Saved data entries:
┄┄┄┄┄┄┄┄┄┄┄┄┄┄┄┄┄┄┄┄

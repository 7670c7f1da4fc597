/// Level: tile grid + entity arena for the current stage.
///
/// ## Per frame
///   `update(dt)`           retire collected diamonds, advance entities
///   `check_collisions(p)`  the resolver, in fixed order:
///       1. tiles (row-major, see `domain::physics`)
///       2. diamonds: collect every overlapping live diamond
///       3. enemies, then spike cells: damage (invincibility caps it at one)
///       4. exit: only counts once no diamonds remain
///
/// Every phase reads the player's bounds after the previous phase's
/// corrections.
///
/// ## Completion
///   `is_level_complete()` ⇔ remaining == 0 ∧ exit_reached.
///   `exit_reached` only flips while remaining == 0, and only once.

use tracing::{debug, info};

use crate::domain::arena::{Arena, Handle};
use crate::domain::entity::{Diamond, DrawSink, Enemy, Entity, ExitMarker};
use crate::domain::geom::{Rect, Vec2};
use crate::domain::grid::{TileGrid, TILE_SIZE};
use crate::domain::physics;
use crate::domain::player::{Player, PLAYER_H};
use crate::domain::tile::TileType;
use super::loader::{self, AssetProvider, LevelLayout};

/// Enemy placement parameters applied at load.
#[derive(Clone, Copy, Debug)]
pub struct LevelTuning {
    pub enemy_speed: f32,
    pub patrol_range: f32,
}

impl Default for LevelTuning {
    fn default() -> Self {
        LevelTuning { enemy_speed: 2.0, patrol_range: 100.0 }
    }
}

/// What the entity phases of `check_collisions` did this frame.
#[derive(Clone, Copy, Debug, Default, PartialEq, Eq)]
pub struct Contacts {
    pub damaged: bool,
    /// `exit_reached` flipped to true during this call.
    pub reached_exit: bool,
}

pub struct Level {
    pub number: u32,
    pub grid: TileGrid,
    pub entities: Arena<Entity>,
    exit: Option<Handle<Entity>>,
    /// Player top-left at (re)spawn.
    pub spawn: Vec2,
    pub exit_reached: bool,
    /// Diamonds collected by the last `check_collisions`; cleared on `update`.
    pub collected_this_frame: Vec<Handle<Entity>>,
    total_diamonds: usize,
}

impl Level {
    /// Load level `number`. Never fails: missing or bad data falls back
    /// to the built-in layout.
    pub fn load(number: u32, assets: &dyn AssetProvider, tuning: LevelTuning) -> Level {
        let level = Level::from_layout(number, loader::load_layout(number, assets), tuning);
        info!(
            level = number,
            width = level.grid.width(),
            height = level.grid.height(),
            diamonds = level.total_diamonds,
            "level ready"
        );
        level
    }

    pub fn from_layout(number: u32, layout: LevelLayout, tuning: LevelTuning) -> Level {
        let mut entities = Arena::new();

        for &(cx, cy) in &layout.diamonds {
            entities.insert(Entity::Diamond(Diamond::new(TileGrid::cell_rect(cx, cy).center())));
        }
        for &(cx, cy) in &layout.enemies {
            let r = TileGrid::cell_rect(cx, cy);
            entities.insert(Entity::Enemy(Enemy::new(
                Vec2::new(r.x, r.y),
                tuning.enemy_speed,
                tuning.patrol_range,
            )));
        }
        let exit = match layout.exit() {
            Some((cx, cy)) => Some(entities.insert(Entity::Exit(ExitMarker::new(TileGrid::cell_rect(cx, cy))))),
            None => {
                info!(level = number, "level has no exit");
                None
            }
        };

        let (sx, sy) = layout.spawn_cell();
        let spawn = Vec2::new(sx as f32 * TILE_SIZE, (sy + 1) as f32 * TILE_SIZE - PLAYER_H);

        let mut level = Level {
            number,
            grid: layout.grid,
            entities,
            exit,
            spawn,
            exit_reached: false,
            collected_this_frame: vec![],
            total_diamonds: layout.diamonds.len(),
        };
        level.sync_exit();
        level
    }

    // ── Queries ──

    pub fn remaining_diamonds(&self) -> usize {
        self.entities.values().filter(|e| e.is_live_diamond()).count()
    }

    pub fn diamond_count(&self) -> usize {
        self.total_diamonds
    }

    pub fn is_level_complete(&self) -> bool {
        self.remaining_diamonds() == 0 && self.exit_reached
    }

    pub fn exit_rect(&self) -> Option<Rect> {
        self.exit.and_then(|h| self.entities.get(h)).map(|e| e.bounds())
    }

    // ── Tile passthroughs ──

    pub fn get_tile(&self, x: i32, y: i32) -> TileType {
        self.grid.tile_at(x, y)
    }

    // Terrain edits for scripted levels; play itself never rewrites tiles.
    #[allow(dead_code)]
    pub fn set_tile(&mut self, x: i32, y: i32, tile: TileType) {
        self.grid.set_tile(x, y, tile);
    }

    #[allow(dead_code)]
    pub fn break_tile(&mut self, x: i32, y: i32) {
        self.grid.break_tile(x, y);
    }

    // ── Per frame ──

    pub fn update(&mut self, dt: f32) {
        let retired = self
            .entities
            .retain(|e| !matches!(e, Entity::Diamond(d) if d.collected));
        if !retired.is_empty() {
            debug!(count = retired.len(), "diamonds retired");
        }
        self.collected_this_frame.clear();

        for e in self.entities.values_mut() {
            e.update(dt);
        }
        self.sync_exit();
    }

    pub fn check_collisions(&mut self, player: &mut Player) -> Contacts {
        let mut contacts = Contacts::default();

        physics::resolve_tiles(player, &self.grid);

        let bounds = player.bounds();
        for (h, e) in self.entities.iter_mut() {
            if let Entity::Diamond(d) = e {
                if !d.collected && d.bounds().intersects(&bounds) {
                    d.collect();
                    player.on_collide_with_diamond();
                    self.collected_this_frame.push(h);
                }
            }
        }

        let bounds = player.bounds();
        for e in self.entities.values() {
            if let Entity::Enemy(en) = e {
                if en.bounds().intersects(&bounds) && player.on_collide_with_enemy() {
                    contacts.damaged = true;
                }
            }
        }
        if physics::touches_hazard(&self.grid, &bounds) && player.on_collide_with_enemy() {
            contacts.damaged = true;
        }

        let bounds = player.bounds();
        if let Some(exit) = self.exit_rect() {
            if exit.intersects(&bounds) && self.remaining_diamonds() == 0 {
                if !self.exit_reached {
                    self.exit_reached = true;
                    contacts.reached_exit = true;
                }
                player.on_collide_with_exit();
            }
        }

        self.sync_exit();
        contacts
    }

    /// Mirror "all diamonds taken" onto the exit marker.
    fn sync_exit(&mut self) {
        let open = self.remaining_diamonds() == 0;
        if let Some(Entity::Exit(x)) = self.exit.and_then(|h| self.entities.get_mut(h)) {
            x.open = open;
        }
    }

    pub fn draw(&self, sink: &mut dyn DrawSink) {
        for e in self.entities.values() {
            e.draw(sink);
        }
    }
}

#[cfg(test)]
mod tests {
    use super::*;
    use crate::domain::player::PlayerTuning;
    use crate::sim::loader::parse_text;

    const DT: f32 = 1.0 / 60.0;

    fn level(rows: &[&str]) -> Level {
        let layout = parse_text(&rows.join("\n")).unwrap();
        Level::from_layout(1, layout, LevelTuning::default())
    }

    fn player_on(level: &Level) -> Player {
        let mut p = Player::new(level.spawn, PlayerTuning::default());
        p.grounded = true;
        p
    }

    /// Put the player's feet on the floor at cell column `cx`.
    fn place(p: &mut Player, cx: i32, floor_row: i32) {
        p.pos = Vec2::new(cx as f32 * TILE_SIZE, floor_row as f32 * TILE_SIZE - PLAYER_H);
        p.prev_pos = p.pos;
    }

    fn frame(level: &mut Level, p: &mut Player) -> Contacts {
        level.update(DT);
        p.update(DT);
        level.check_collisions(p)
    }

    #[test]
    fn spawn_puts_feet_on_cell_bottom() {
        let l = level(&["......", ".P....", "======"]);
        assert_eq!(l.spawn, Vec2::new(32.0, 64.0 - PLAYER_H));
    }

    #[test]
    fn exit_is_gated_by_diamonds() {
        // Diamonds at columns 1, 2, 3; exit at 5; nothing else in the way
        let mut l = level(&[
            "........",
            "........",
            "PDDD.X..",
            "========",
        ]);
        assert_eq!(l.remaining_diamonds(), 3);
        let mut p = player_on(&l);

        // Collect the first two
        for cx in [1, 2] {
            place(&mut p, cx, 3);
            frame(&mut l, &mut p);
        }
        assert_eq!(l.remaining_diamonds(), 1);

        // Walk onto the exit: inert
        place(&mut p, 5, 3);
        let c = frame(&mut l, &mut p);
        assert!(!c.reached_exit);
        assert!(!l.exit_reached);
        assert!(!l.is_level_complete());

        // Third diamond, then back to the exit
        place(&mut p, 3, 3);
        frame(&mut l, &mut p);
        assert_eq!(l.remaining_diamonds(), 0);
        place(&mut p, 5, 3);
        let c = frame(&mut l, &mut p);
        assert!(c.reached_exit);
        assert!(l.exit_reached);
        assert!(l.is_level_complete());

        // Idempotent while standing there
        let c = frame(&mut l, &mut p);
        assert!(!c.reached_exit);
        assert!(l.exit_reached);
    }

    #[test]
    fn several_diamonds_in_one_frame() {
        let mut l = level(&["....", "....", ".DD.", "===="]);
        let mut p = player_on(&l);
        // Straddle both diamond cells
        p.pos = Vec2::new(48.0, 96.0 - PLAYER_H);
        p.prev_pos = p.pos;
        frame(&mut l, &mut p);
        assert_eq!(l.collected_this_frame.len(), 2);
        assert_eq!(p.take_diamond_flag(), 2);
        assert_eq!(l.remaining_diamonds(), 0);

        // Retired on the next update; handles no longer resolve
        let handles = l.collected_this_frame.clone();
        l.update(DT);
        assert!(l.collected_this_frame.is_empty());
        for h in handles {
            assert!(l.entities.get(h).is_none());
        }
    }

    #[test]
    fn remaining_never_increases() {
        let mut l = level(&["......", "......", "PD.D.D", "======"]);
        let mut p = player_on(&l);
        let mut last = l.remaining_diamonds();
        for step in 0..120 {
            p.handle_input(crate::domain::player::PlayerInput { horizontal: 1, jump: false });
            frame(&mut l, &mut p);
            let now = l.remaining_diamonds();
            assert!(now <= last, "step {step}");
            last = now;
        }
        assert_eq!(last, 0);
        assert_eq!(l.diamond_count(), 3);
    }

    #[test]
    fn two_enemies_one_hit() {
        let mut l = level(&["....", "....", ".EE.", "===="]);
        let mut p = player_on(&l);
        p.pos = Vec2::new(48.0, 96.0 - PLAYER_H);
        p.prev_pos = p.pos;
        let c = l.check_collisions(&mut p);
        assert!(c.damaged);
        assert_eq!(p.health, 2);
        assert!(p.invincible);
    }

    #[test]
    fn spikes_respect_invincibility() {
        let mut l = level(&["....", "....", ".^^.", "===="]);
        let mut p = player_on(&l);
        place(&mut p, 1, 3);
        assert!(l.check_collisions(&mut p).damaged);
        assert_eq!(p.health, 2);
        // Still standing in the spikes, still protected
        assert!(!l.check_collisions(&mut p).damaged);
        assert_eq!(p.health, 2);
    }

    #[test]
    fn exitless_level_never_completes() {
        let mut l = level(&["....", "P...", "===="]);
        assert!(l.exit_rect().is_none());
        let mut p = player_on(&l);
        frame(&mut l, &mut p);
        assert_eq!(l.remaining_diamonds(), 0);
        assert!(!l.is_level_complete());
    }

    #[test]
    fn exit_opens_with_last_diamond() {
        let mut l = level(&["....", "....", "PD.X", "===="]);
        let open = |l: &Level| match l.exit.and_then(|h| l.entities.get(h)) {
            Some(Entity::Exit(x)) => x.open,
            _ => panic!("no exit"),
        };
        assert!(!open(&l));
        let mut p = player_on(&l);
        place(&mut p, 1, 3);
        frame(&mut l, &mut p);
        assert!(open(&l));
    }

    #[test]
    fn break_passthrough() {
        let mut l = level(&["B#", "=="]);
        l.break_tile(0, 0);
        l.break_tile(1, 0);
        assert_eq!(l.get_tile(0, 0), TileType::Empty);
        assert_eq!(l.get_tile(1, 0), TileType::Wall);
        l.set_tile(0, 0, TileType::Spikes);
        assert_eq!(l.get_tile(0, 0), TileType::Spikes);
    }
}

┄┄┄┄┄┄┄┄┄┄┄┄┄┄┄┄┄┄┄┄

Prompt:
What is needed is an exact copy of the entries above, from the first line through the line holding "the resolver, in", with both of those lines kept; please give nothing else.

Response to this task:
repository 7670c7f1da4fc597
/// Level: tile grid + entity arena for the current stage.
///
/// ## Per frame
///   `update(dt)`           retire collected diamonds, advance entities
///   `check_collisions(p)`  the resolver, in fixed order:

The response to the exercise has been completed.